LE TAVOLE DI SAN GIUSEPPE, CULTURA E TRADIZIONE SALENTINA!

Eventi e Sagre - 28/02/2017

Conoscere un territorio attraverso la Tavola è anche un modo per fare turismo!!


LE TAVOLE DI SAN GIUSEPPE

Tra i paesi è Giurdignano a vantare la tradizione più antica del rito delle Tavole di San Giuseppe. Partita da qui la tradizione è andata diffondendosi nei paesi limitrofi di Uggiano La Chiesa, Casamassella, Cocumola, Minervino di Lecce, Giuggianello e San Cassiano. L’usanza cerimoniale, le cui radici affondano nella ricca storia della Terra d’Otranto, rievoca i grandi festeggiamenti religiosi medievali.

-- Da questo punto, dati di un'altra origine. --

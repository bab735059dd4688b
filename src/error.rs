use std::fmt::{self, Display};

/// The expression tree (or a method call inside it) falls outside the
/// grammar the compiler supports. Fatal to the single compile call.
#[derive(Debug)]
pub struct UnsupportedExpression(pub String);

impl UnsupportedExpression {
    pub(crate) fn new(message: impl Into<String>) -> crate::Error {
        crate::Error::new(Self(message.into()))
    }
}

impl Display for UnsupportedExpression {
    fn fmt(&self, f: &mut fmt::Formatter<'_>) -> fmt::Result {
        write!(f, "Cannot compile: {}", self.0)
    }
}

impl std::error::Error for UnsupportedExpression {}

/// A host value has no representation as a SQLite storage class.
#[derive(Debug)]
pub struct UnsupportedValueType(pub String);

impl UnsupportedValueType {
    pub(crate) fn new(message: impl Into<String>) -> crate::Error {
        crate::Error::new(Self(message.into()))
    }
}

impl Display for UnsupportedValueType {
    fn fmt(&self, f: &mut fmt::Formatter<'_>) -> fmt::Result {
        write!(f, "Invalid value conversion: {}", self.0)
    }
}

impl std::error::Error for UnsupportedValueType {}

/// Enqueue was attempted after shutdown was requested.
#[derive(Debug)]
pub struct QueueClosed;

impl Display for QueueClosed {
    fn fmt(&self, f: &mut fmt::Formatter<'_>) -> fmt::Result {
        f.write_str("The operations queue is shut down and does not accept new operations")
    }
}

impl std::error::Error for QueueClosed {}

/// The operation's cancellation token was triggered before it started.
#[derive(Debug)]
pub struct OperationCancelled;

impl Display for OperationCancelled {
    fn fmt(&self, f: &mut fmt::Formatter<'_>) -> fmt::Result {
        f.write_str("The operation was cancelled before it started running")
    }
}

impl std::error::Error for OperationCancelled {}
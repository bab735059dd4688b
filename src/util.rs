/// Writes `values` into `out` through `f`, inserting `separator` between
/// items that produced output.
pub fn separated_by<T, F>(
    out: &mut String,
    values: impl IntoIterator<Item = T>,
    mut f: F,
    separator: &str,
) where
    F: FnMut(&mut String, T),
{
    let mut len = out.len();
    for v in values {
        if out.len() > len {
            out.push_str(separator);
        }
        len = out.len();
        f(out, v);
    }
}

#[macro_export]
macro_rules! truncate_long {
    ($query:expr) => {
        format_args!(
            "{}{}\n",
            &$query[..::std::cmp::min($query.len(), 497)].trim_end(),
            if $query.len() > 497 { "..." } else { "" },
        )
    };
}
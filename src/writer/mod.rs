mod sql_writer;

pub use sql_writer::*;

Un’atmosfera generata dall’incontro di due grandi culture e stili quella bizantina e barocca.

Nelle piazze, nei giorni 18 e 19 Marzo, viene imbandita una tavola lunga 40 metri. Attorno alla tavola siedono la Sacra Famiglia con Maria, Giuseppe e Gesù ed, accanto, i dieci Santi: Sant’Anna, Santa Elisabetta, San Zaccaria, San Gioacchino, San Filippo, San Giovanni, Santa Maria Cleofe, Sant’Agnese, San Giuseppe D’Arimatea. La Tavolata deve comporsi di un minimo di tre commensali (La Sacra Famiglia; la Madonna deve essere interpretata da una ragazza nubile) ad un massimo di di tredici, sempre in numero dispari. I Santi non indossano panni colorati, in segno di folklore, ma quelli della vita quotidiana.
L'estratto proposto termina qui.